To avert a conflict of interest, Lacoochee's committee organizer avoids scheduling a meeting on the day the Buccaneers season opens.
By SAUNDRA AMRHEIN
Published July 23, 2003
DADE CITY - Hoping for a big turnout at her next meeting on Lacoochee, community planner Isa Blanford plans to avoid a big competitor: Monday Night Football.
Blanford, who broke Monday night's crowd into three subcommittees for the next meeting, said Tuesday she will reschedule the Sept. 8 meeting.
She already was tossing around the idea of holding the next meeting on a Saturday morning to give participants a long time to talk.
But when told that Sept. 8 was the opening night of the Tampa Bay Buccaneers' season - sure to draw away some of her committee members - Blanford made up her mind.
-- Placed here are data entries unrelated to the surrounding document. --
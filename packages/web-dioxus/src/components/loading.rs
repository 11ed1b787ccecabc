//! Loading components

use dioxus::prelude::*;

/// Full-page loading spinner
#[component]
pub fn LoadingSpinner(#[props(default = "Loading...")] label: &'static str) -> Element {
    rsx! {
        div {
            class: "flex flex-col items-center justify-center py-12",
            div {
                class: "flex space-x-2",
                div { class: "w-3 h-3 bg-rose-400 rounded-full animate-bounce" }
                div { class: "w-3 h-3 bg-rose-400 rounded-full animate-bounce", style: "animation-delay: 0.1s" }
                div { class: "w-3 h-3 bg-rose-400 rounded-full animate-bounce", style: "animation-delay: 0.2s" }
            }
            p { class: "mt-4 text-sm text-gray-500", "{label}" }
        }
    }
}

/// Inline indicator shown beside buttons while a request is in flight
#[component]
pub fn LoadingDots() -> Element {
    rsx! {
        span {
            class: "inline-flex items-center gap-1",
            role: "status",
            for delay in ["0s", "0.15s", "0.3s"] {
                span {
                    key: "{delay}",
                    class: "w-1.5 h-1.5 bg-rose-400 rounded-full animate-bounce",
                    style: "animation-delay: {delay}",
                }
            }
            span { class: "sr-only", "Saving" }
        }
    }
}

/// Card-shaped placeholder while a grid loads
#[component]
pub fn CardSkeleton() -> Element {
    rsx! {
        div {
            class: "rounded-xl border border-gray-200 bg-white p-4 animate-pulse",
            div { class: "h-32 w-full bg-gray-200 rounded-lg mb-3" }
            div { class: "h-5 w-3/4 bg-gray-200 rounded mb-2" }
            div { class: "h-4 w-1/2 bg-gray-200 rounded mb-3" }
            div { class: "h-8 w-24 bg-gray-200 rounded-lg" }
        }
    }
}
"Oh, yeah. I can't miss Monday nights," she said, a big Bucs fan herself. "I did not realize." Blanford said she usually holds barbecue parties during Bucs games, this one the season opener against the Philadelphia Eagles.
A new date has not been set. She hopes to talk first with some of the 78 members who attended the first of several community and economic planning meetings.
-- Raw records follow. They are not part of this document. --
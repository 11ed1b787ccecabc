//! Type definitions for registry API requests and responses
//!
//! Field names follow the API's camelCase JSON.

use chrono::{DateTime, NaiveDate, Utc};
use rust_decimal::Decimal;
use serde::{Deserialize, Serialize};

// ============================================================================
// Common Types
// ============================================================================

/// One page of a paginated endpoint
#[derive(Debug, Clone, PartialEq, Serialize, Deserialize)]
#[serde(rename_all = "camelCase")]
pub struct Page<T> {
    pub items: Vec<T>,
    #[serde(default = "first_page")]
    pub current_page: u32,
    #[serde(default)]
    pub total_pages: u32,
    #[serde(default)]
    pub total_items: u64,
}

fn first_page() -> u32 {
    1
}

impl<T> Page<T> {
    /// Empty page used as the fallback when a fetch fails
    pub fn empty() -> Self {
        Self {
            items: Vec::new(),
            current_page: 1,
            total_pages: 0,
            total_items: 0,
        }
    }

    pub fn has_next(&self) -> bool {
        self.current_page < self.total_pages
    }

    pub fn has_previous(&self) -> bool {
        self.current_page > 1
    }
}

impl<T> Default for Page<T> {
    fn default() -> Self {
        Self::empty()
    }
}

#[derive(Debug, Clone, PartialEq, Eq, Serialize, Deserialize)]
pub struct Supplier {
    pub id: String,
    pub name: String,
}

#[derive(Debug, Clone, PartialEq, Eq, Serialize, Deserialize)]
pub struct Category {
    pub id: String,
    pub name: String,
}

// ============================================================================
// Catalog Types
// ============================================================================

#[derive(Debug, Clone, PartialEq, Serialize, Deserialize)]
#[serde(rename_all = "camelCase")]
pub struct CatalogItem {
    pub id: String,
    pub name: String,
    pub price: Decimal,
    pub category: String,
    pub supplier: String,
    #[serde(default, skip_serializing_if = "Vec::is_empty")]
    pub image_urls: Vec<String>,
    #[serde(default, skip_serializing_if = "Option::is_none")]
    pub quantity: Option<u32>,
    #[serde(default, skip_serializing_if = "Option::is_none")]
    pub contributed_amount: Option<Decimal>,
}

impl CatalogItem {
    pub fn quantity(&self) -> u32 {
        self.quantity.unwrap_or(1)
    }

    pub fn contributed(&self) -> Decimal {
        self.contributed_amount.unwrap_or(Decimal::ZERO)
    }

    /// Price times quantity, pinned at `Decimal::MAX`
    pub fn goal(&self) -> Decimal {
        self.price.saturating_mul(Decimal::from(self.quantity()))
    }

    pub fn primary_image(&self) -> Option<&str> {
        self.image_urls.first().map(String::as_str)
    }
}

// ============================================================================
// Gift List Types
// ============================================================================

#[derive(Debug, Clone, Copy, PartialEq, Eq, Hash, Serialize, Deserialize)]
pub enum EventKind {
    Wedding,
    Birthday,
    BabyShower,
    Other,
}

impl EventKind {
    pub fn label(&self) -> &'static str {
        match self {
            EventKind::Wedding => "Wedding",
            EventKind::Birthday => "Birthday",
            EventKind::BabyShower => "Baby Shower",
            EventKind::Other => "Other",
        }
    }

    pub fn icon(&self) -> &'static str {
        match self {
            EventKind::Wedding => "\u{1F48D}",    // 💍
            EventKind::Birthday => "\u{1F382}",   // 🎂
            EventKind::BabyShower => "\u{1F37C}", // 🍼
            EventKind::Other => "\u{1F381}",      // 🎁
        }
    }

    pub fn variants() -> &'static [EventKind] {
        &[
            EventKind::Wedding,
            EventKind::Birthday,
            EventKind::BabyShower,
            EventKind::Other,
        ]
    }
}

#[derive(Debug, Clone, Copy, PartialEq, Eq, Default, Serialize, Deserialize)]
#[serde(rename_all = "lowercase")]
pub enum ListStatus {
    #[default]
    Draft,
    Publish,
}

impl ListStatus {
    pub fn label(&self) -> &'static str {
        match self {
            ListStatus::Draft => "Draft",
            ListStatus::Publish => "Published",
        }
    }
}

#[derive(Debug, Clone, Default, PartialEq, Serialize, Deserialize)]
pub struct Location {
    pub address: String,
    #[serde(default, skip_serializing_if = "Option::is_none")]
    pub lat: Option<f64>,
    #[serde(default, skip_serializing_if = "Option::is_none")]
    pub lng: Option<f64>,
}

#[derive(Debug, Clone, PartialEq, Serialize, Deserialize)]
#[serde(rename_all = "camelCase")]
pub struct GiftList {
    pub id: String,
    pub name: String,
    pub event_type: EventKind,
    #[serde(default, skip_serializing_if = "Option::is_none")]
    pub custom_event_type: Option<String>,
    #[serde(default)]
    pub status: ListStatus,
    pub guest_count: u32,
    #[serde(default)]
    pub min_contribution: Decimal,
    #[serde(default)]
    pub event_date: Option<NaiveDate>,
    #[serde(default)]
    pub campaign_start: Option<NaiveDate>,
    #[serde(default)]
    pub campaign_end: Option<NaiveDate>,
    #[serde(default)]
    pub location: Option<Location>,
    #[serde(default)]
    pub products: Vec<CatalogItem>,
    #[serde(default, skip_serializing_if = "Option::is_none")]
    pub contact_email: Option<String>,
    #[serde(default, skip_serializing_if = "Option::is_none")]
    pub contact_phone: Option<String>,
}

impl GiftList {
    pub fn is_published(&self) -> bool {
        self.status == ListStatus::Publish
    }

    /// Human-readable event type, using the custom text for `Other`
    pub fn event_label(&self) -> String {
        match (&self.event_type, &self.custom_event_type) {
            (EventKind::Other, Some(custom)) if !custom.trim().is_empty() => {
                custom.trim().to_string()
            }
            (kind, _) => kind.label().to_string(),
        }
    }

    pub fn find_product(&self, product_id: &str) -> Option<&CatalogItem> {
        self.products.iter().find(|p| p.id == product_id)
    }
}

/// Create/update body for `POST /api/list` and `PUT /api/list/:id`
#[derive(Debug, Clone, PartialEq, Serialize, Deserialize)]
#[serde(rename_all = "camelCase")]
pub struct GiftListPayload {
    pub name: String,
    pub event_type: EventKind,
    #[serde(skip_serializing_if = "Option::is_none")]
    pub custom_event_type: Option<String>,
    pub status: ListStatus,
    pub guest_count: u32,
    pub min_contribution: Decimal,
    pub event_date: Option<NaiveDate>,
    pub campaign_start: Option<NaiveDate>,
    pub campaign_end: Option<NaiveDate>,
    pub location: Option<Location>,
    pub products: Vec<CatalogItem>,
    #[serde(skip_serializing_if = "Option::is_none")]
    pub contact_email: Option<String>,
    #[serde(skip_serializing_if = "Option::is_none")]
    pub contact_phone: Option<String>,
}

// ============================================================================
// Contribution / Notification Types
// ============================================================================

#[derive(Debug, Clone, PartialEq, Serialize, Deserialize)]
#[serde(rename_all = "camelCase")]
pub struct Contribution {
    pub id: String,
    pub product_id: String,
    pub contributor_name: String,
    pub amount: Decimal,
    #[serde(default)]
    pub message: Option<String>,
    pub created_at: DateTime<Utc>,
}

#[derive(Debug, Clone, PartialEq, Serialize, Deserialize)]
#[serde(rename_all = "camelCase")]
pub struct Notification {
    pub id: String,
    pub title: String,
    pub message: String,
    pub created_at: DateTime<Utc>,
    #[serde(default)]
    pub read: bool,
}

// ============================================================================
// Auth Types
// ============================================================================

#[derive(Debug, Clone, PartialEq, Eq, Serialize, Deserialize)]
pub struct AuthUser {
    pub id: String,
    pub email: String,
    #[serde(default)]
    pub name: Option<String>,
}

impl AuthUser {
    pub fn display_name(&self) -> &str {
        self.name.as_deref().unwrap_or(&self.email)
    }
}

#[derive(Debug, Clone, Deserialize)]
pub struct LoginResponse {
    pub token: String,
    pub user: AuthUser,
}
Blanford was pleased at the outcome Monday night. At the end, participants signed up to help on one of three subcommittees: one to focus on children; another on crime; a third on commerce.
Each committee has slightly more than a dozen people.
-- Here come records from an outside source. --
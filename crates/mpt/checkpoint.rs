use std::fs;
use std::path::PathBuf;

use parking_lot::Mutex;
use serde::{Deserialize, Serialize};
use tracing::{debug, warn};

use crate::error::MptError;

/// Monotonically increasing checkpoint number, shared by every participant.
pub type Checkpoint = u64;

/// A persistent component taking part in the two-phase checkpoint protocol.
///
/// `prepare` flushes the component and records a pending on-disk marker;
/// `commit` atomically promotes it; `abort` discards it. `restore` returns
/// the component to the state captured by the given committed checkpoint,
/// rolling a matching pending marker forward first (`guarantee`).
pub trait CheckpointParticipant {
    fn guarantee(&self, checkpoint: Checkpoint) -> Result<(), MptError>;
    fn prepare(&self, checkpoint: Checkpoint) -> Result<(), MptError>;
    fn commit(&self, checkpoint: Checkpoint) -> Result<(), MptError>;
    fn abort(&self, checkpoint: Checkpoint) -> Result<(), MptError>;
    fn restore(&self, checkpoint: Checkpoint) -> Result<(), MptError>;
}

#[derive(Debug, Serialize, Deserialize, Clone, Copy)]
struct CoordinatorMeta {
    #[serde(rename = "Checkpoint")]
    checkpoint: Checkpoint,
}

const COMMITTED_MARKER: &str = "committed.json";
const PREPARE_MARKER: &str = "prepare.json";

/// Drives checkpoint creation and recovery across a fixed set of
/// participants.
///
/// The coordinator's own marker pair is the decision record: a pending
/// coordinator marker means every participant prepared successfully, so
/// recovery rolls the checkpoint forward; without it, pending participant
/// markers are aborted.
pub struct CheckpointCoordinator {
    dir: PathBuf,
    committed: Mutex<Checkpoint>,
}

impl CheckpointCoordinator {
    pub fn open(dir: impl Into<PathBuf>) -> Result<Self, MptError> {
        let dir = dir.into();
        fs::create_dir_all(&dir)?;
        let committed = match read_marker(&dir, COMMITTED_MARKER)? {
            Some(meta) => meta.checkpoint,
            None => 0,
        };
        Ok(CheckpointCoordinator {
            dir,
            committed: Mutex::new(committed),
        })
    }

    pub fn committed(&self) -> Checkpoint {
        *self.committed.lock()
    }

    /// Establishes checkpoint 0 on a freshly created directory.
    pub fn initialize(&self, participants: &[&dyn CheckpointParticipant]) -> Result<(), MptError> {
        if read_marker(&self.dir, COMMITTED_MARKER)?.is_some() {
            return Ok(());
        }
        for participant in participants {
            participant.prepare(0)?;
        }
        for participant in participants {
            participant.commit(0)?;
        }
        write_marker(&self.dir, COMMITTED_MARKER, CoordinatorMeta { checkpoint: 0 })?;
        Ok(())
    }

    /// Creates the next checkpoint across all participants.
    ///
    /// If any prepare fails, the pending checkpoint is aborted everywhere
    /// and the committed checkpoint stays unchanged.
    pub fn create_checkpoint(
        &self,
        participants: &[&dyn CheckpointParticipant],
    ) -> Result<Checkpoint, MptError> {
        let mut committed = self.committed.lock();
        let next = *committed + 1;

        for (position, participant) in participants.iter().enumerate() {
            if let Err(err) = participant.prepare(next) {
                warn!(checkpoint = next, %err, "checkpoint prepare failed, aborting");
                for participant in &participants[..=position] {
                    if let Err(abort_err) = participant.abort(next) {
                        warn!(checkpoint = next, %abort_err, "checkpoint abort failed");
                    }
                }
                return Err(err);
            }
        }

        // decision record: from here on, recovery rolls forward
        write_marker(
            &self.dir,
            PREPARE_MARKER,
            CoordinatorMeta { checkpoint: next },
        )?;

        for participant in participants {
            participant.commit(next)?;
        }

        fs::rename(
            self.dir.join(PREPARE_MARKER),
            self.dir.join(COMMITTED_MARKER),
        )?;
        *committed = next;
        debug!(checkpoint = next, "checkpoint committed");
        Ok(next)
    }

    /// Brings every participant back to the last durable checkpoint and
    /// returns it. Rolls a decided-but-unfinished checkpoint forward and
    /// aborts an undecided one.
    pub fn restore(
        &self,
        participants: &[&dyn CheckpointParticipant],
    ) -> Result<Checkpoint, MptError> {
        let mut committed = self.committed.lock();

        let target = match read_marker(&self.dir, PREPARE_MARKER)? {
            Some(pending) => {
                for participant in participants {
                    participant.guarantee(pending.checkpoint)?;
                }
                fs::rename(
                    self.dir.join(PREPARE_MARKER),
                    self.dir.join(COMMITTED_MARKER),
                )?;
                pending.checkpoint
            }
            None => {
                let meta = read_marker(&self.dir, COMMITTED_MARKER)?.ok_or_else(|| {
                    MptError::corrupt(format!(
                        "no committed checkpoint in {}",
                        self.dir.display()
                    ))
                })?;
                for participant in participants {
                    // drop any undecided pending markers
                    let _ = participant.abort(meta.checkpoint + 1);
                }
                meta.checkpoint
            }
        };

        for participant in participants {
            participant.restore(target)?;
        }
        *committed = target;
        debug!(checkpoint = target, "checkpoint restored");
        Ok(target)
    }
}

fn read_marker(dir: &std::path::Path, name: &str) -> Result<Option<CoordinatorMeta>, MptError> {
    let path = dir.join(name);
    if !path.exists() {
        return Ok(None);
    }
    Ok(Some(serde_json::from_slice(&fs::read(path)?)?))
}

fn write_marker(
    dir: &std::path::Path,
    name: &str,
    meta: CoordinatorMeta,
) -> Result<(), MptError> {
    fs::write(dir.join(name), serde_json::to_vec_pretty(&meta)?)?;
    Ok(())
}

#[cfg(test)]
mod test {
    use super::*;
    use parking_lot::Mutex as PlMutex;
    use tempfile::TempDir;

    #[derive(Default)]
    struct Probe {
        prepared: PlMutex<Option<Checkpoint>>,
        committed: PlMutex<Option<Checkpoint>>,
        aborted: PlMutex<Vec<Checkpoint>>,
        restored: PlMutex<Option<Checkpoint>>,
        fail_prepare: bool,
    }

    impl CheckpointParticipant for Probe {
        fn guarantee(&self, checkpoint: Checkpoint) -> Result<(), MptError> {
            if *self.committed.lock() == Some(checkpoint) {
                return Ok(());
            }
            if *self.prepared.lock() == Some(checkpoint) {
                return self.commit(checkpoint);
            }
            Err(MptError::corrupt("cannot guarantee"))
        }

        fn prepare(&self, checkpoint: Checkpoint) -> Result<(), MptError> {
            if self.fail_prepare {
                return Err(MptError::corrupt("prepare refused"));
            }
            *self.prepared.lock() = Some(checkpoint);
            Ok(())
        }

        fn commit(&self, checkpoint: Checkpoint) -> Result<(), MptError> {
            assert_eq!(*self.prepared.lock(), Some(checkpoint));
            *self.committed.lock() = Some(checkpoint);
            *self.prepared.lock() = None;
            Ok(())
        }

        fn abort(&self, checkpoint: Checkpoint) -> Result<(), MptError> {
            self.aborted.lock().push(checkpoint);
            *self.prepared.lock() = None;
            Ok(())
        }

        fn restore(&self, checkpoint: Checkpoint) -> Result<(), MptError> {
            *self.restored.lock() = Some(checkpoint);
            Ok(())
        }
    }

    #[test]
    fn checkpoint_numbers_increase() {
        let dir = TempDir::new().unwrap();
        let coordinator = CheckpointCoordinator::open(dir.path()).unwrap();
        let a = Probe::default();
        let b = Probe::default();
        let parts: [&dyn CheckpointParticipant; 2] = [&a, &b];

        coordinator.initialize(&parts).unwrap();
        assert_eq!(coordinator.create_checkpoint(&parts).unwrap(), 1);
        assert_eq!(coordinator.create_checkpoint(&parts).unwrap(), 2);
        assert_eq!(*a.committed.lock(), Some(2));
        assert_eq!(*b.committed.lock(), Some(2));
    }

    #[test]
    fn failed_prepare_aborts_everywhere() {
        let dir = TempDir::new().unwrap();
        let coordinator = CheckpointCoordinator::open(dir.path()).unwrap();
        let good = Probe::default();
        let bad = Probe {
            fail_prepare: true,
            ..Default::default()
        };
        let parts: [&dyn CheckpointParticipant; 2] = [&good, &bad];

        assert!(coordinator.create_checkpoint(&parts).is_err());
        assert_eq!(coordinator.committed(), 0);
        assert_eq!(*good.aborted.lock(), vec![1]);
        assert_eq!(*good.committed.lock(), None);
    }

    #[test]
    fn restore_rolls_a_decided_checkpoint_forward() {
        let dir = TempDir::new().unwrap();
        // simulate a crash between the decision record and the commits
        write_marker(dir.path(), COMMITTED_MARKER, CoordinatorMeta { checkpoint: 3 }).unwrap();
        write_marker(dir.path(), PREPARE_MARKER, CoordinatorMeta { checkpoint: 4 }).unwrap();

        let coordinator = CheckpointCoordinator::open(dir.path()).unwrap();
        let probe = Probe::default();
        *probe.prepared.lock() = Some(4);
        let parts: [&dyn CheckpointParticipant; 1] = [&probe];

        assert_eq!(coordinator.restore(&parts).unwrap(), 4);
        assert_eq!(*probe.committed.lock(), Some(4));
        assert_eq!(*probe.restored.lock(), Some(4));
        assert_eq!(coordinator.committed(), 4);
    }

    #[test]
    fn restore_aborts_an_undecided_checkpoint() {
        let dir = TempDir::new().unwrap();
        write_marker(dir.path(), COMMITTED_MARKER, CoordinatorMeta { checkpoint: 3 }).unwrap();

        let coordinator = CheckpointCoordinator::open(dir.path()).unwrap();
        let probe = Probe::default();
        *probe.prepared.lock() = Some(4);
        let parts: [&dyn CheckpointParticipant; 1] = [&probe];

        assert_eq!(coordinator.restore(&parts).unwrap(), 3);
        assert!(probe.aborted.lock().contains(&4));
        assert_eq!(*probe.restored.lock(), Some(3));
    }
}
Though Blanford organized the group in the wake of the June 1 slaying of sheriff's Lt. Charles "Bo" Harrison, she hopes members will look at ways to improve Lacoochee and not get mired in the past.
"We are in the moving forward process," she said. "The issues that happened in the past are not for this forum."
Some who attended said they were encouraged by the turnout.
Gilbertine Haley, a Lacoochee resident, said she thought it was a wonderful start. But she is taking a wait-and-see attitude about potential accomplishments until the politicians start "practicing what they preach."
Saundra Coward, pastor of New Life Family Church in Christ in Dade City, said she was confident results would flow from the meetings because the desire for change stems from inside Lacoochee.
"It's going to happen," she added, "because it's needed and wanted in this community."